Mineirices

OPINIÃO - Raul Borges Guimarães

Data 27/07/2025
Horário 05:00

Uma semana marcada por um delicioso pão-de-queijo na casa de Dona Zelda - um lugar para saborear as mais deliciosas iguarias de Minas no Copan, edifício-símbolo do centro histórico de São Paulo. Do lado, uma cestinha de palha e seus pães, broas e biscoitos de polvilho. A mesa coberta com toalha de plástico florida (ou bordada à mão), com potes de requeijão — um com requeijão, o outro com feijão. Tinha também uma manteigueira amarelada, uma faca cega que cortava tudo e uma caneca esmaltada com dentinhos no esmalte. 
Escuto um “uai” na encruzilhada, e um “nó” no pé da ladeira.
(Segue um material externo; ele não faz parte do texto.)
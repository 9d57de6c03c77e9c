//! The per-session shopping cart aggregate.
//!
//! A [`Cart`] maps product identities to quantities and exposes them as an
//! ordered sequence of [`CartLine`]s. It is ephemeral state scoped to one
//! user's session: created empty, mutated through [`Cart::add_item`] /
//! [`Cart::remove_line`] / [`Cart::clear`], and discarded at session end. A
//! cart is owned by a single writer; it defines no internal locking. The
//! surrounding session layer is responsible for persisting it across
//! requests if required - everything here serializes for that purpose.

use serde::{Deserialize, Serialize};

use summit_outfitters_core::{CurrencyCode, Price, ProductId};

use crate::catalog::Product;

/// One product/quantity pair within a cart.
#[derive(Debug, Clone, PartialEq, Serialize, Deserialize)]
pub struct CartLine {
    /// Snapshot of the product taken when it was first added.
    pub product: Product,
    /// Number of units; always at least 1.
    pub quantity: u32,
}

impl CartLine {
    /// The value of this line (quantity x unit price), as an exact decimal.
    #[must_use]
    pub fn line_value(&self) -> Price {
        self.product.price.times(self.quantity)
    }
}

/// Per-session shopping cart.
///
/// Lines keep the insertion order of the first-seen product; re-adding an
/// existing product accumulates quantity without moving its line.
#[derive(Debug, Clone, Default, Serialize, Deserialize)]
pub struct Cart {
    lines: Vec<CartLine>,
}

impl Cart {
    /// Create an empty cart.
    #[must_use]
    pub const fn new() -> Self {
        Self { lines: Vec::new() }
    }

    /// Add `quantity` units of `product`.
    ///
    /// When a line for the product's identity already exists its quantity is
    /// incremented and the first-seen product snapshot and position are
    /// kept; otherwise a new line is appended. Adding zero units leaves the
    /// cart unchanged - a quantity below one never produces or keeps a line.
    pub fn add_item(&mut self, product: Product, quantity: u32) {
        if quantity == 0 {
            return;
        }
        match self
            .lines
            .iter_mut()
            .find(|line| line.product.id == product.id)
        {
            Some(line) => line.quantity += quantity,
            None => self.lines.push(CartLine { product, quantity }),
        }
    }

    /// Remove the line whose product identity matches, if any.
    ///
    /// A cart without such a line is left unchanged.
    pub fn remove_line(&mut self, product_id: ProductId) {
        self.lines.retain(|line| line.product.id != product_id);
    }

    /// The ordered line items.
    ///
    /// Read-only view; mutation goes through [`Cart::add_item`],
    /// [`Cart::remove_line`], and [`Cart::clear`].
    #[must_use]
    pub fn lines(&self) -> &[CartLine] {
        &self.lines
    }

    /// Sum of line values over the whole cart, as an exact decimal.
    ///
    /// An empty cart totals zero in the store's default currency.
    #[must_use]
    pub fn total_value(&self) -> Price {
        let currency_code = self
            .lines
            .first()
            .map_or_else(CurrencyCode::default, |line| {
                line.product.price.currency_code
            });
        self.lines
            .iter()
            .fold(Price::zero(currency_code), |total, line| {
                total + line.line_value()
            })
    }

    /// Total number of units across all lines.
    #[must_use]
    pub fn item_count(&self) -> u32 {
        self.lines.iter().map(|line| line.quantity).sum()
    }

    /// Whether the cart has no lines.
    #[must_use]
    pub fn is_empty(&self) -> bool {
        self.lines.is_empty()
    }

    /// Remove every line. The cart stays usable.
    pub fn clear(&mut self) {
        self.lines.clear();
    }
}

#[cfg(test)]
mod tests {
    use rust_decimal::Decimal;
    use summit_outfitters_core::CurrencyCode;

    use super::*;

    fn product(id: i32, name: &str, dollars: i64) -> Product {
        Product::new(name, Price::from_cents(dollars * 100, CurrencyCode::USD))
            .with_id(ProductId::new(id))
    }

    #[test]
    fn test_add_new_lines() {
        let p1 = product(1, "P1", 10);
        let p2 = product(2, "P2", 10);

        let mut cart = Cart::new();
        cart.add_item(p1.clone(), 1);
        cart.add_item(p2.clone(), 1);

        let lines = cart.lines();
        assert_eq!(lines.len(), 2);
        assert_eq!(lines[0].product, p1);
        assert_eq!(lines[1].product, p2);
    }

    #[test]
    fn test_accumulates_quantity_for_existing_lines() {
        let p1 = product(1, "P1", 10);
        let p2 = product(2, "P2", 10);

        let mut cart = Cart::new();
        cart.add_item(p1.clone(), 1);
        cart.add_item(p2, 1);
        cart.add_item(p1, 10);

        let lines = cart.lines();
        assert_eq!(lines.len(), 2);
        // Merged into the existing line, which kept its position.
        assert_eq!(lines[0].product.id, ProductId::new(1));
        assert_eq!(lines[0].quantity, 11);
        assert_eq!(lines[1].quantity, 1);
    }

    #[test]
    fn test_merge_keeps_first_seen_snapshot() {
        let original = product(1, "Kayak", 275);
        let repriced = product(1, "Kayak", 300);

        let mut cart = Cart::new();
        cart.add_item(original.clone(), 1);
        cart.add_item(repriced, 2);

        assert_eq!(cart.lines().len(), 1);
        assert_eq!(cart.lines()[0].quantity, 3);
        assert_eq!(cart.lines()[0].product.price, original.price);
    }

    #[test]
    fn test_remove_line() {
        let p1 = product(1, "P1", 10);
        let p2 = product(2, "P2", 10);
        let p3 = product(3, "P3", 10);

        let mut cart = Cart::new();
        cart.add_item(p1, 1);
        cart.add_item(p2.clone(), 3);
        cart.add_item(p3, 5);
        cart.add_item(p2, 1);

        cart.remove_line(ProductId::new(2));

        assert_eq!(cart.lines().len(), 2);
        assert!(
            cart.lines()
                .iter()
                .all(|line| line.product.id != ProductId::new(2))
        );
    }

    #[test]
    fn test_remove_absent_line_is_noop() {
        let mut cart = Cart::new();
        cart.add_item(product(1, "P1", 10), 2);

        cart.remove_line(ProductId::new(42));

        assert_eq!(cart.lines().len(), 1);
        assert_eq!(cart.lines()[0].quantity, 2);
    }

    #[test]
    fn test_total_value() {
        let p1 = product(1, "P1", 100);
        let p2 = product(2, "P2", 50);

        let mut cart = Cart::new();
        cart.add_item(p1.clone(), 1);
        cart.add_item(p2, 1);
        cart.add_item(p1, 3);

        assert_eq!(cart.total_value().amount, Decimal::from(450));
    }

    #[test]
    fn test_empty_cart_totals_exact_zero() {
        let cart = Cart::new();
        assert_eq!(cart.total_value().amount, Decimal::ZERO);
        assert_eq!(cart.item_count(), 0);
        assert!(cart.is_empty());
    }

    #[test]
    fn test_clear_leaves_usable_empty_cart() {
        let p1 = product(1, "P1", 100);

        let mut cart = Cart::new();
        cart.add_item(p1.clone(), 1);
        cart.add_item(product(2, "P2", 50), 1);

        cart.clear();
        assert!(cart.lines().is_empty());

        // Still usable after clearing.
        cart.add_item(p1, 2);
        assert_eq!(cart.item_count(), 2);
    }

    #[test]
    fn test_add_zero_quantity_is_noop() {
        let mut cart = Cart::new();
        cart.add_item(product(1, "P1", 10), 0);
        assert!(cart.is_empty());

        cart.add_item(product(1, "P1", 10), 2);
        cart.add_item(product(1, "P1", 10), 0);
        assert_eq!(cart.lines()[0].quantity, 2);
    }

    #[test]
    fn test_item_count_sums_quantities() {
        let mut cart = Cart::new();
        cart.add_item(product(1, "P1", 10), 2);
        cart.add_item(product(2, "P2", 10), 5);
        cart.add_item(product(1, "P1", 10), 1);

        assert_eq!(cart.item_count(), 8);
        assert_eq!(cart.lines().len(), 2);
    }
}
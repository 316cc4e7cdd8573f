use anyhow::Result;

fn main() -> Result<()> {
    afaire::tui::run()
}
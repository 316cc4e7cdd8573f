use anyhow::Result;
use flexi_logger::{Cleanup, Criterion, FileSpec, Logger, LoggerHandle, Naming};
use log::error;
use once_cell::sync::OnceCell;
use std::fs;
use std::path::Path;

// The handle must stay alive for the logger to keep writing.
static LOGGER: OnceCell<LoggerHandle> = OnceCell::new();

const MAX_LOG_FILE_SIZE_BYTES: u64 = 1024 * 1024;
const MAX_LOG_FILES: usize = 3;

/// Default level per build profile.
pub fn default_level() -> &'static str {
    if cfg!(debug_assertions) { "debug" } else { "info" }
}

/// Starts rotated file logging under `dir/logs`. The TUI owns the terminal,
/// so files are the only sink. Calling this again is a no-op.
pub fn init(level: &str, dir: &Path) -> Result<()> {
    if LOGGER.get().is_some() {
        return Ok(());
    }
    let log_dir = dir.join("logs");
    fs::create_dir_all(&log_dir)?;
    let handle = Logger::try_with_str(level)?
        .log_to_file(FileSpec::default().directory(&log_dir).basename("afaire"))
        .rotate(
            Criterion::Size(MAX_LOG_FILE_SIZE_BYTES),
            Naming::Numbers,
            Cleanup::KeepLogFiles(MAX_LOG_FILES),
        )
        .append()
        .format_for_files(flexi_logger::detailed_format)
        .start()?;
    if LOGGER.set(handle).is_ok() {
        install_panic_hook();
    }
    Ok(())
}

/// Records panics in the log before the default hook runs; a panic inside
/// the alternate screen would otherwise vanish along with it.
fn install_panic_hook() {
    let default_hook = std::panic::take_hook();
    std::panic::set_hook(Box::new(move |info| {
        error!("PANIC: {info}");
        default_hook(info);
    }));
}
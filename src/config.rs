use anyhow::{Context, Result};
use directories::ProjectDirs;
use serde::Deserialize;
use std::fs;
use std::path::PathBuf;

/// Optional settings from `config.toml`. Everything has a default; the file
/// does not need to exist.
#[derive(Debug, Clone, Default, Deserialize)]
#[serde(default)]
pub struct Config {
    /// Directory for `todos.json` and the log files. Defaults to the
    /// platform data dir; the `AFAIRE_DATA_DIR` env var overrides both.
    pub data_dir: Option<PathBuf>,
    /// trace | debug | info | warn | error. Defaults per build profile.
    pub log_level: Option<String>,
}

impl Config {
    /// `~/.config/afaire/config.toml` (or the platform equivalent).
    pub fn path() -> Option<PathBuf> {
        ProjectDirs::from("com", "trougnouf", "afaire")
            .map(|proj| proj.config_dir().join("config.toml"))
    }

    /// Reads the config file. A missing file is plain defaults; a malformed
    /// one is an error the caller may fall back from.
    pub fn load() -> Result<Self> {
        let Some(path) = Self::path() else {
            return Ok(Self::default());
        };
        if !path.exists() {
            return Ok(Self::default());
        }
        let raw =
            fs::read_to_string(&path).with_context(|| format!("reading {}", path.display()))?;
        let config =
            toml::from_str(&raw).with_context(|| format!("parsing {}", path.display()))?;
        Ok(config)
    }
}

#[cfg(test)]
mod tests {
    use super::Config;

    #[test]
    fn partial_config_fills_the_rest_with_defaults() {
        let config: Config = toml::from_str("log_level = \"trace\"").unwrap();
        assert_eq!(config.log_level.as_deref(), Some("trace"));
        assert!(config.data_dir.is_none());
    }

    #[test]
    fn empty_config_is_all_defaults() {
        let config: Config = toml::from_str("").unwrap();
        assert!(config.log_level.is_none());
        assert!(config.data_dir.is_none());
    }

    #[test]
    fn unknown_keys_are_tolerated() {
        let config: Config = toml::from_str("future_knob = 3\n").unwrap();
        assert!(config.log_level.is_none());
    }

    #[test]
    fn broken_toml_is_an_error_not_a_default() {
        // Unlike a missing file, a file that fails to parse must surface an
        // error so the caller can decide to fall back.
        assert!(toml::from_str::<Config>("not = = toml").is_err());
    }
}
Lembro que cada esquina é um segredo, cada “trem” tem sua bandeira. E lá se foi a minha imaginação para a cozinha da minha avó mineira com seus ladrilhos antigos, com marcas de gerações que passaram descalças. As paredes guardavam panelas penduradas, com nomes próprios: a de fazer feijão, a de fazer angu, a do doce de leite que nunca queima quando se mexe. O rádio tocava um modão antigo, e o relógio de parede fazia seu tic-tac teimoso.
Você sabe, né? Fazer pão-de-queijo bem mineiro, do tempo da vovó, é mais do que seguir receita: é quase um ritual de afeto — cheiro de queijo curado e conversa boa na cozinha. O polvilho numa bacia grande (tipo daquelas de alumínio da roça). O leite com o óleo e o sal. Depois de levantar fervura, tudo junto sobre o polvilho. Mistura enérgica com uma colher de pau até formar uma farofa morna. Espera até esfriar um pouco (pra não cozinhar os ovos). Acréscimo dos ovos um a um, misturando bem até a massa ficar lisa e grudenta, mas que desgruda das mãos. Queijo ralado sovado com a mão até incorporar bem. 
Dizia vovó: “O queijo é a alma do pão-de-queijo. Quanto mais curado
, mais saboroso”. Mãos untadas com óleo, fazendo bolinhas do tamanho de um ovo de codorna ou maiorzinho, levados ao forno bem quente até crescerem e ficarem com aquela casquinha crocante por fora e o coração puxa-puxa.
 Aquela fala mansa, com silêncios que conversam, e carrega no balaio as palavras que atravessam. Diz “arreda”, diz “cumpadi”, diz “num dou conta não”, mas vai. E o amor que não se diz, expressa pelas mãos que fazem mais. Porque em Minas tudo cabe: fé, fartura e simpatia. E até a dor, quando aparece, senta quieta na cozinha e embala lembrança, sonho e saudade. Então eu sirvo em silêncio uma fatia de pão-de-queijo como antigamente. Porque a broa, o curau de milho e tantas outras iguarias de Minas tem gosto de agora — eternamente.